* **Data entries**
####################

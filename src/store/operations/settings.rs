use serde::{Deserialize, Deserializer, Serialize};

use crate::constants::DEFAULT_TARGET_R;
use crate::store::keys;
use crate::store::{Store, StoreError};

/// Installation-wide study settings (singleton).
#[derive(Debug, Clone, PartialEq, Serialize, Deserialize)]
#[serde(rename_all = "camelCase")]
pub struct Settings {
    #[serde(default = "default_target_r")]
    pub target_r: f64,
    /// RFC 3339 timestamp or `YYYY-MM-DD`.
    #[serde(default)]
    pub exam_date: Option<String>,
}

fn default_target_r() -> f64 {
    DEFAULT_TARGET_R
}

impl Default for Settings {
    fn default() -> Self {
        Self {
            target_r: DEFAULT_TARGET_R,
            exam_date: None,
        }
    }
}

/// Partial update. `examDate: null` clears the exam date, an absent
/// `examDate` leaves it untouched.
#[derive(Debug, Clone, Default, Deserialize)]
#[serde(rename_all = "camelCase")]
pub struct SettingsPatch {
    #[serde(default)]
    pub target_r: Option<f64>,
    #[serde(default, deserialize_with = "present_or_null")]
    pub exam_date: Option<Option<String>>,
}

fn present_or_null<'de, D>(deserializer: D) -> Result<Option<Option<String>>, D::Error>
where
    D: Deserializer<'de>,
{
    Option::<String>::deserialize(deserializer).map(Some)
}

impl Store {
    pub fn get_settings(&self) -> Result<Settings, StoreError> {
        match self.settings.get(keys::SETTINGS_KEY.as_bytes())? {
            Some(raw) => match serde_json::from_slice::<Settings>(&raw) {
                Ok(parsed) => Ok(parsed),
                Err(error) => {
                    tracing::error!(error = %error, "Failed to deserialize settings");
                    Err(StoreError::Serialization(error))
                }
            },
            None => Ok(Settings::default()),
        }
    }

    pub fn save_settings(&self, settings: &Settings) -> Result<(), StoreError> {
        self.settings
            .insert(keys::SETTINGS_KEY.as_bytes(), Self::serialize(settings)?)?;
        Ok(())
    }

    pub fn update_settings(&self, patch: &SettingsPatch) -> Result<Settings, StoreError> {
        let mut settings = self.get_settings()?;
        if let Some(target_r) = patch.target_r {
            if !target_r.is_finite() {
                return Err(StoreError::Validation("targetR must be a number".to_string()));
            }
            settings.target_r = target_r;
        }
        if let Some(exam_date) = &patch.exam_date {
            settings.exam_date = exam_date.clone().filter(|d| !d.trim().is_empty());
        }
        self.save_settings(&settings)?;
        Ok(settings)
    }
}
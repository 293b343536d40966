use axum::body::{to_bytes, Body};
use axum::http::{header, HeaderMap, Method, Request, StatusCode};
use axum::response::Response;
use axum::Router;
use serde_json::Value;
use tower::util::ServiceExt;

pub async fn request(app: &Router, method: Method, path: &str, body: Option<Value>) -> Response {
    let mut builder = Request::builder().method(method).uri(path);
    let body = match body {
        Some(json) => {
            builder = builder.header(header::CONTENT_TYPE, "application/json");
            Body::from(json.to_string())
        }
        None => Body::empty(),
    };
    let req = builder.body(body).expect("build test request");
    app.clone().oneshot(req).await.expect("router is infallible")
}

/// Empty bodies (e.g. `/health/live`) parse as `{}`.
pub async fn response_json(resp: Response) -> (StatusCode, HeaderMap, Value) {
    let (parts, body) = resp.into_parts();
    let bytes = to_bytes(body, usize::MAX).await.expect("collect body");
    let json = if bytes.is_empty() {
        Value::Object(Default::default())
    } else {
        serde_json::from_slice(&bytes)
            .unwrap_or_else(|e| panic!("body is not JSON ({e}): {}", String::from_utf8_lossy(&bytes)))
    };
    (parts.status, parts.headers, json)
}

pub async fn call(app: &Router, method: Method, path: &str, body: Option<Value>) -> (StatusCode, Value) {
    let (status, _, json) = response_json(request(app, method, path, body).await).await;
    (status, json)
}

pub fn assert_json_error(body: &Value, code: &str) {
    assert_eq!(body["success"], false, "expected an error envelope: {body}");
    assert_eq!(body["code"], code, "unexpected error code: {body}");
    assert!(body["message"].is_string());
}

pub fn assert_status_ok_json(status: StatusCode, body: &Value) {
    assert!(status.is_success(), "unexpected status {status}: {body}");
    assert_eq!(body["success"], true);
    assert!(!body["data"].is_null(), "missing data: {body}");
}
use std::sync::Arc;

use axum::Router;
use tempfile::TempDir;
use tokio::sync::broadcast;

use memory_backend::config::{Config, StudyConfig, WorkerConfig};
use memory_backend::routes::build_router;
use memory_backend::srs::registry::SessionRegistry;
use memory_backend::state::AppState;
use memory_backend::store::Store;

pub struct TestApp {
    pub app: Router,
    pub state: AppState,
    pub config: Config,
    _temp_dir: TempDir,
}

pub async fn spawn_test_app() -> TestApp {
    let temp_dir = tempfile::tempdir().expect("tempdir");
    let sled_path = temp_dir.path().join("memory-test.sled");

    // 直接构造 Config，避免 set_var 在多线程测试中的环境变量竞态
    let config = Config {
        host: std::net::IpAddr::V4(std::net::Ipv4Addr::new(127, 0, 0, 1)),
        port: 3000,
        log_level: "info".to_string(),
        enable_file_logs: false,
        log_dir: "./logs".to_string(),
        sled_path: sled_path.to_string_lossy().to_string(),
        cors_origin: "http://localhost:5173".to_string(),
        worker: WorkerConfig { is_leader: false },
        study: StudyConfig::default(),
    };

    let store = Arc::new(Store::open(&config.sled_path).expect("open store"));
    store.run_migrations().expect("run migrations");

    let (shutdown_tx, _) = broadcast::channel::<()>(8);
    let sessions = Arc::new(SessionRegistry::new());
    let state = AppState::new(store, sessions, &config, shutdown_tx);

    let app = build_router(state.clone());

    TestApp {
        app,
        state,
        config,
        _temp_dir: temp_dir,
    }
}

####################

* **TASK OBJECTIVE**
Report every line of the data above that contains the string "WorkerConfig" by copying it in full.

* **OUTPUT**
use memory_backend::config::{Config, StudyConfig, WorkerConfig};
        worker: WorkerConfig { is_leader: false },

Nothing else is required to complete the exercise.